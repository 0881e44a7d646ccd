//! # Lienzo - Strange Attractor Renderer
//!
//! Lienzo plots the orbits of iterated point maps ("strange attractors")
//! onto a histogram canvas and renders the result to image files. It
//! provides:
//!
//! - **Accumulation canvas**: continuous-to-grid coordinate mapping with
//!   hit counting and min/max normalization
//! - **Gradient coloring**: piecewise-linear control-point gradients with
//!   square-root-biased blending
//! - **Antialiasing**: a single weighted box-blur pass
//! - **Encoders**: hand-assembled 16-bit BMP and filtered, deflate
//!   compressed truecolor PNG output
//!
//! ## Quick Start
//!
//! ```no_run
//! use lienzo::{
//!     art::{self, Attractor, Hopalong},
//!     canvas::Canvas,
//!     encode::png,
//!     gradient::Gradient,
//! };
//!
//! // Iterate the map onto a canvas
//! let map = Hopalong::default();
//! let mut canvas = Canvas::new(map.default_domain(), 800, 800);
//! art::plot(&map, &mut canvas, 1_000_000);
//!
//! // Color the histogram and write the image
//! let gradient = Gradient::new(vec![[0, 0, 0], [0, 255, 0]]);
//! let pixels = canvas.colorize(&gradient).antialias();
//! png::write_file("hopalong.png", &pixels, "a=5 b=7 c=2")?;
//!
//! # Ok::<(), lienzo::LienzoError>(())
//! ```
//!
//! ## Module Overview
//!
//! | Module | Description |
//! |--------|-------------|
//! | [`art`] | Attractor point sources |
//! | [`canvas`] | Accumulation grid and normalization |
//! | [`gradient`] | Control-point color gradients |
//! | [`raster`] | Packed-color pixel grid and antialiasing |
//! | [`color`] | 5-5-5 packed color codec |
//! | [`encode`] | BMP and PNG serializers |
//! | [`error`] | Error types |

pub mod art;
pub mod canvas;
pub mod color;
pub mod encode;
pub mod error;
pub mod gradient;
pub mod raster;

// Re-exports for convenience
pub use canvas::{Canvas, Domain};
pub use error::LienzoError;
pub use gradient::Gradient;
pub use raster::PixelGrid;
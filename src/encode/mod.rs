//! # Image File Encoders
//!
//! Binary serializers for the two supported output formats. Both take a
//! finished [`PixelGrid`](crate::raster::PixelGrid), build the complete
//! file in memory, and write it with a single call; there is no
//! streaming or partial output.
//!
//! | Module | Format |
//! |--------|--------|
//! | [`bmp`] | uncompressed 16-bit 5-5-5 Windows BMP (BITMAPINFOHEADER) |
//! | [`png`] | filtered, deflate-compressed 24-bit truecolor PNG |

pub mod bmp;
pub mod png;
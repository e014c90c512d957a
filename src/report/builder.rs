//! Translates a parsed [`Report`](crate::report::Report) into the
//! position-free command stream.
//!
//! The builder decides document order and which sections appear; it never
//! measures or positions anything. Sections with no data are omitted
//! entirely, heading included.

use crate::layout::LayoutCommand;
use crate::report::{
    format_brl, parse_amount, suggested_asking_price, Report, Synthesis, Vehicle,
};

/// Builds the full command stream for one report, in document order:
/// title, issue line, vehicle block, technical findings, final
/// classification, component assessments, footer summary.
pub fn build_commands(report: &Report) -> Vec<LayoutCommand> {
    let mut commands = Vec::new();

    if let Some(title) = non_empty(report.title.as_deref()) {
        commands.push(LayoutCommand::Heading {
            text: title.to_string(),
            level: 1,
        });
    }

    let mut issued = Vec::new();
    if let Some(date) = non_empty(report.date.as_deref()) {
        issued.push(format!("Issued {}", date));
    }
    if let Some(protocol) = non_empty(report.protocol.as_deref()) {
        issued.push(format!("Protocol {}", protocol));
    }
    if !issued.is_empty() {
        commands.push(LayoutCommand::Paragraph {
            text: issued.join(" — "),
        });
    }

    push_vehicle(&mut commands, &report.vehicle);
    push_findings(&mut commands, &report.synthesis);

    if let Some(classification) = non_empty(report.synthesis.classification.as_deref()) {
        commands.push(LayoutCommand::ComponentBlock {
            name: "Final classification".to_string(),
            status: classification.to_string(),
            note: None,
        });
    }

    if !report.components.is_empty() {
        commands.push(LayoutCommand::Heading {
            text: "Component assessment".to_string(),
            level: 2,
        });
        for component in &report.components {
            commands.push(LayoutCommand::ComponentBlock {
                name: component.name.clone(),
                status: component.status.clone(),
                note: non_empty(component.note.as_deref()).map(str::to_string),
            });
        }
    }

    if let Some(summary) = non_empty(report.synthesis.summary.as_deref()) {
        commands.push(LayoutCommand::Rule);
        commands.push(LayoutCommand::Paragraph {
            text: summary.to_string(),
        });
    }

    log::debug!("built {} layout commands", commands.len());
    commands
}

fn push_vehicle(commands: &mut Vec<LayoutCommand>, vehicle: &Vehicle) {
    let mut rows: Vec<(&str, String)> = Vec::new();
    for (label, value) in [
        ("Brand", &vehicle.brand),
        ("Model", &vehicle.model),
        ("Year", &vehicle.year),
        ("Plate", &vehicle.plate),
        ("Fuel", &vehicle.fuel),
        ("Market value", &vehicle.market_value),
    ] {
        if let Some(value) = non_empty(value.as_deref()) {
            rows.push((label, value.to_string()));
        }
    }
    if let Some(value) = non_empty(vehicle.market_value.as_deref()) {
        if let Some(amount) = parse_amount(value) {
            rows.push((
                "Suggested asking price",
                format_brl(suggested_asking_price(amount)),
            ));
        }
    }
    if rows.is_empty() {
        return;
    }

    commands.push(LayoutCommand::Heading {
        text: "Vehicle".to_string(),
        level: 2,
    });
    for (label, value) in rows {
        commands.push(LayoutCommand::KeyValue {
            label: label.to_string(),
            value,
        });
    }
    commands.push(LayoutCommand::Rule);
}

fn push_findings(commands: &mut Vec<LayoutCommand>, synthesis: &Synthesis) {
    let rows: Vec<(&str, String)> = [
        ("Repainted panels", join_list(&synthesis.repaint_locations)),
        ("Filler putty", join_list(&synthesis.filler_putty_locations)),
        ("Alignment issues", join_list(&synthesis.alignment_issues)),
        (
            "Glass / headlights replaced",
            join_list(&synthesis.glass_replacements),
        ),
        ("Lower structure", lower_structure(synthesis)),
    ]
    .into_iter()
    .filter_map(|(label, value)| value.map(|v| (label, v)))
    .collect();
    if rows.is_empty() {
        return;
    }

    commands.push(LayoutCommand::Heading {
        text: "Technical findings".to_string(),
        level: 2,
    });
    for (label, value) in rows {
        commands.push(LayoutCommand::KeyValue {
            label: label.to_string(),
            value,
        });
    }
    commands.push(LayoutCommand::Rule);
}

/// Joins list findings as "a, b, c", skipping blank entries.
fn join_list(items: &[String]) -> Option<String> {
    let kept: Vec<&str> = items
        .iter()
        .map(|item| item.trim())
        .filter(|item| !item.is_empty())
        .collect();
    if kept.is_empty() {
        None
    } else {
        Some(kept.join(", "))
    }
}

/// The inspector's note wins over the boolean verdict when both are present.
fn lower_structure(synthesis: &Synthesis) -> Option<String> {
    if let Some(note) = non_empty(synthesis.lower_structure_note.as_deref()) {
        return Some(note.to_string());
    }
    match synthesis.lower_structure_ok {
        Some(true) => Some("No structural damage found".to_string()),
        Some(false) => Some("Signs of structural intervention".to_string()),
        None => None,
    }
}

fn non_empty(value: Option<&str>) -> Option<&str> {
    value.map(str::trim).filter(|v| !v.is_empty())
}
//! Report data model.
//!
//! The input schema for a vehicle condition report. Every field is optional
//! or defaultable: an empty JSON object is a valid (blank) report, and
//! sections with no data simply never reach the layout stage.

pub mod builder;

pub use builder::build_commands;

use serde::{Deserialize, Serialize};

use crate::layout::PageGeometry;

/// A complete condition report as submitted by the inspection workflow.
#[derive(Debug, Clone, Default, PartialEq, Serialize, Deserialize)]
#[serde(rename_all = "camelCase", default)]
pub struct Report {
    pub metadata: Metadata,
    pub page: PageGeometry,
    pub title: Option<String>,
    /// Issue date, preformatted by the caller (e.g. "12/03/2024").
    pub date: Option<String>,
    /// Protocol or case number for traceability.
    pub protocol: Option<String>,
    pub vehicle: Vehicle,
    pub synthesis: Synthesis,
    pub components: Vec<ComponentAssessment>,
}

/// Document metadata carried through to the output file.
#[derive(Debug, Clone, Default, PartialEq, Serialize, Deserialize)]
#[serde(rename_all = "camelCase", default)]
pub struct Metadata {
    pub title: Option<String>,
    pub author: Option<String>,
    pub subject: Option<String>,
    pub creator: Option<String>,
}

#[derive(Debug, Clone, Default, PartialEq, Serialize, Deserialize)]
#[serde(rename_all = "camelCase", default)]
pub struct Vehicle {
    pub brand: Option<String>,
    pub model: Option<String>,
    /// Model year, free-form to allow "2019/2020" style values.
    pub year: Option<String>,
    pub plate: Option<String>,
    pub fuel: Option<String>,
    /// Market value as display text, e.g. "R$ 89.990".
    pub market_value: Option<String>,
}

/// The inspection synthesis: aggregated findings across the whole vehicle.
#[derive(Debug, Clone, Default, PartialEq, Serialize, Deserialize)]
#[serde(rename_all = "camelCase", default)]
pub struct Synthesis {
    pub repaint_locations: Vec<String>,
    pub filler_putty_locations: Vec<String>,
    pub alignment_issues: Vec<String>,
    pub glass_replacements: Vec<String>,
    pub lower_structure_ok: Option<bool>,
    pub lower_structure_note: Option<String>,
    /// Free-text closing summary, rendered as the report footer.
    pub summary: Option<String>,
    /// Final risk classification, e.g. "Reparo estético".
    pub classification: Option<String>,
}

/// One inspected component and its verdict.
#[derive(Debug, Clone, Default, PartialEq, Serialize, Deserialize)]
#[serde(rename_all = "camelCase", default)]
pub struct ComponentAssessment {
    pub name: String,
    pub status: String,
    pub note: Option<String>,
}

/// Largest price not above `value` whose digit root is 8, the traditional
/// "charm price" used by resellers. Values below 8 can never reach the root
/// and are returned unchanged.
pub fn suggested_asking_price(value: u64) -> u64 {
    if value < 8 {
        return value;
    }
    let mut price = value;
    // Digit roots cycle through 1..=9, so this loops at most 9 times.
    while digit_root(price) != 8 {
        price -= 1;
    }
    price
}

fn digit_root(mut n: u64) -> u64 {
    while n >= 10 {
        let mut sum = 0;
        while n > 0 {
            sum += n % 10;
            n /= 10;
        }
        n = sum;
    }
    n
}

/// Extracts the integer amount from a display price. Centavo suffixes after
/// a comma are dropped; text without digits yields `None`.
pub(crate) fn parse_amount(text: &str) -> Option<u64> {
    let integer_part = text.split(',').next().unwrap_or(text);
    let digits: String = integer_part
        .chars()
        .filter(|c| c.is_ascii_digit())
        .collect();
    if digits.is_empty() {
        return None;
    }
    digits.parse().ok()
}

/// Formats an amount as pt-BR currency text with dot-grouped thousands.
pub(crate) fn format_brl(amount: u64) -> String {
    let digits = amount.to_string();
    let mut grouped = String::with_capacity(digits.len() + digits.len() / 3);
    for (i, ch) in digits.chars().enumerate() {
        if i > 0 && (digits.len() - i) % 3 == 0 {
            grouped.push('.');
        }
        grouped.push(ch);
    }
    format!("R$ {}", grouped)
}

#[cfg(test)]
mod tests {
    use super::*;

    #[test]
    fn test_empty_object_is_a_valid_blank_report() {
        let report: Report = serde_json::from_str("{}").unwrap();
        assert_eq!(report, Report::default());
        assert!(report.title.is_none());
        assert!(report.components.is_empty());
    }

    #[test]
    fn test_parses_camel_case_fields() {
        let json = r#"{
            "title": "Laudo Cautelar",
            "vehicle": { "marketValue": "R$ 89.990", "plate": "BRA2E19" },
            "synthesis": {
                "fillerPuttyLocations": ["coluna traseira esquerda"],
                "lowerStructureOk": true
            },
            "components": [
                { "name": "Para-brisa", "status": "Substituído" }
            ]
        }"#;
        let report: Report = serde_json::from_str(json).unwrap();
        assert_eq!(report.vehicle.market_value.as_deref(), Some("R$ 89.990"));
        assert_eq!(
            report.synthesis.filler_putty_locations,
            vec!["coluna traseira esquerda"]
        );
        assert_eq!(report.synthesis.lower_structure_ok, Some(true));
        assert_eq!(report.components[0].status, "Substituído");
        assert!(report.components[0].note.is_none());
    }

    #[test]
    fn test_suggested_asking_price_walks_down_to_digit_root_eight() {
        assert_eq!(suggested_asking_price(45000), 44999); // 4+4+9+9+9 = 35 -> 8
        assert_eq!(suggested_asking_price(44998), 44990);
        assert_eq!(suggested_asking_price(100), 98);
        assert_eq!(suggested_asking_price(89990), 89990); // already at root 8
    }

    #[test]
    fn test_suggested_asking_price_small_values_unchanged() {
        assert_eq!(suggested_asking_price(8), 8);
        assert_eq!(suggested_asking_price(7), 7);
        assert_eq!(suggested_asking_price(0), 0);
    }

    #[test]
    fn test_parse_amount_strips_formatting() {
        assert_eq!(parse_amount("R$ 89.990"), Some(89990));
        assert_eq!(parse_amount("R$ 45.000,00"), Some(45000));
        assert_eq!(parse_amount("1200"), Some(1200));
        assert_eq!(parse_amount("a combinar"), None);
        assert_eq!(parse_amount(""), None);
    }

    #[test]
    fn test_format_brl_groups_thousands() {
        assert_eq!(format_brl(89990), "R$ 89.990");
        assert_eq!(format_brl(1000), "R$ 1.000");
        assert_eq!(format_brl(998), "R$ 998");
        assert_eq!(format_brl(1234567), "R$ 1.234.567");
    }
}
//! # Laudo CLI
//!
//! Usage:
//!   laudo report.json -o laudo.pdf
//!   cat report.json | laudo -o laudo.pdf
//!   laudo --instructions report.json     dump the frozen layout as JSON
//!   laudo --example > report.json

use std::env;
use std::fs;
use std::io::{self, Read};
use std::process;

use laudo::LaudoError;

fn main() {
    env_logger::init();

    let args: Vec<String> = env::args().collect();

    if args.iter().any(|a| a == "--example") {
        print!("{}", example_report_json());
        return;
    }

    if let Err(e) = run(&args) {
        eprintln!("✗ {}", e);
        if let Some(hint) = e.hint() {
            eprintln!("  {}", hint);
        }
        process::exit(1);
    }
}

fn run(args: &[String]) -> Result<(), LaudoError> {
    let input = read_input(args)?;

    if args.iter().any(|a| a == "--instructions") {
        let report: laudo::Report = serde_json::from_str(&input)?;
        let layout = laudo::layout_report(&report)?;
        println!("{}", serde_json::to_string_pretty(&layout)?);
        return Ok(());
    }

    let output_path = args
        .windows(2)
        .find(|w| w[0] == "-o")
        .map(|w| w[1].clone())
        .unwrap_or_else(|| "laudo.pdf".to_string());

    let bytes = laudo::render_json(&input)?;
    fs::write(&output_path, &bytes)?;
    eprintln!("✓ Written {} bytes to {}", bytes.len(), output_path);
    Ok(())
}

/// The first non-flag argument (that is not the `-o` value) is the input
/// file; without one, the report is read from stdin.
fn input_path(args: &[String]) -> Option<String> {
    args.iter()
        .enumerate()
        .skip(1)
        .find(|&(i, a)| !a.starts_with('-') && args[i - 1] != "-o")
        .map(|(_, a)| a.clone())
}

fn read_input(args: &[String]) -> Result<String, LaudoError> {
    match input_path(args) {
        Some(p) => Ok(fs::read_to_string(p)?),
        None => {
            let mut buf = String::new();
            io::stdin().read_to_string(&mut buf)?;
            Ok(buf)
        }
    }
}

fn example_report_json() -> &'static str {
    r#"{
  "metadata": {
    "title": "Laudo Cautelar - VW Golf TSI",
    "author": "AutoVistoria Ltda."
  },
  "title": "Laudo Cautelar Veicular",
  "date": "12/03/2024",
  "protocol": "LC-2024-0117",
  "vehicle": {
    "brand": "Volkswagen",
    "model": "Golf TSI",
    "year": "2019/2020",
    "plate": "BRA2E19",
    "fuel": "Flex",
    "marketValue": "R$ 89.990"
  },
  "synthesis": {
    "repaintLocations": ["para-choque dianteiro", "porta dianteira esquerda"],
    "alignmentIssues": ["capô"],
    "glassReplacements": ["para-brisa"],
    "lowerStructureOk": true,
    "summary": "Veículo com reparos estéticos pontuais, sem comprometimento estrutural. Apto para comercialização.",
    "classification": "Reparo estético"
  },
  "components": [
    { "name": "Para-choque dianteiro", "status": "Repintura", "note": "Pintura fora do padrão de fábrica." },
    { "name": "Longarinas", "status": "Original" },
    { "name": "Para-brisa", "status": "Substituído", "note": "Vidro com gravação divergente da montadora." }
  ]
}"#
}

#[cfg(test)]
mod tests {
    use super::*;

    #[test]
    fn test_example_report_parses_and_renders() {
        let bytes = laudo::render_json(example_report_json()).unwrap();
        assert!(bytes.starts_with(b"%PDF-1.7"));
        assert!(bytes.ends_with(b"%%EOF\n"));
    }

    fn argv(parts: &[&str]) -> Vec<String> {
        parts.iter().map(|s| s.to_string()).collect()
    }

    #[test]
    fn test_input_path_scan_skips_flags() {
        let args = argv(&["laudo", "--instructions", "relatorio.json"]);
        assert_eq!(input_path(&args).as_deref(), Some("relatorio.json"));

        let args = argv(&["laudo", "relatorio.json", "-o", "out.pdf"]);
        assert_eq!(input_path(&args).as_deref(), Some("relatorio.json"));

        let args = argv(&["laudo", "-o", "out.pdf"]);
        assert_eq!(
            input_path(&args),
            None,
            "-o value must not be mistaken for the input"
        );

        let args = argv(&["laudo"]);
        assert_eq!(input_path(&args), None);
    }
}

* What you have to do:
Beginning with the first line of the listing above, please write out every line exactly until you reach the line that contains "pub mod canvas;", and include that one too.

* Solution to the problem:
repository 0881e44a7d646ccd
//! # Lienzo - Strange Attractor Renderer
//!
//! Lienzo plots the orbits of iterated point maps ("strange attractors")
//! onto a histogram canvas and renders the result to image files. It
//! provides:
//!
//! - **Accumulation canvas**: continuous-to-grid coordinate mapping with
//!   hit counting and min/max normalization
//! - **Gradient coloring**: piecewise-linear control-point gradients with
//!   square-root-biased blending
//! - **Antialiasing**: a single weighted box-blur pass
//! - **Encoders**: hand-assembled 16-bit BMP and filtered, deflate
//!   compressed truecolor PNG output
//!
//! ## Quick Start
//!
//! ```no_run
//! use lienzo::{
//!     art::{self, Attractor, Hopalong},
//!     canvas::Canvas,
//!     encode::png,
//!     gradient::Gradient,
//! };
//!
//! // Iterate the map onto a canvas
//! let map = Hopalong::default();
//! let mut canvas = Canvas::new(map.default_domain(), 800, 800);
//! art::plot(&map, &mut canvas, 1_000_000);
//!
//! // Color the histogram and write the image
//! let gradient = Gradient::new(vec![[0, 0, 0], [0, 255, 0]]);
//! let pixels = canvas.colorize(&gradient).antialias();
//! png::write_file("hopalong.png", &pixels, "a=5 b=7 c=2")?;
//!
//! # Ok::<(), lienzo::LienzoError>(())
//! ```
//!
//! ## Module Overview
//!
//! | Module | Description |
//! |--------|-------------|
//! | [`art`] | Attractor point sources |
//! | [`canvas`] | Accumulation grid and normalization |
//! | [`gradient`] | Control-point color gradients |
//! | [`raster`] | Packed-color pixel grid and antialiasing |
//! | [`color`] | 5-5-5 packed color codec |
//! | [`encode`] | BMP and PNG serializers |
//! | [`error`] | Error types |

pub mod art;
pub mod canvas;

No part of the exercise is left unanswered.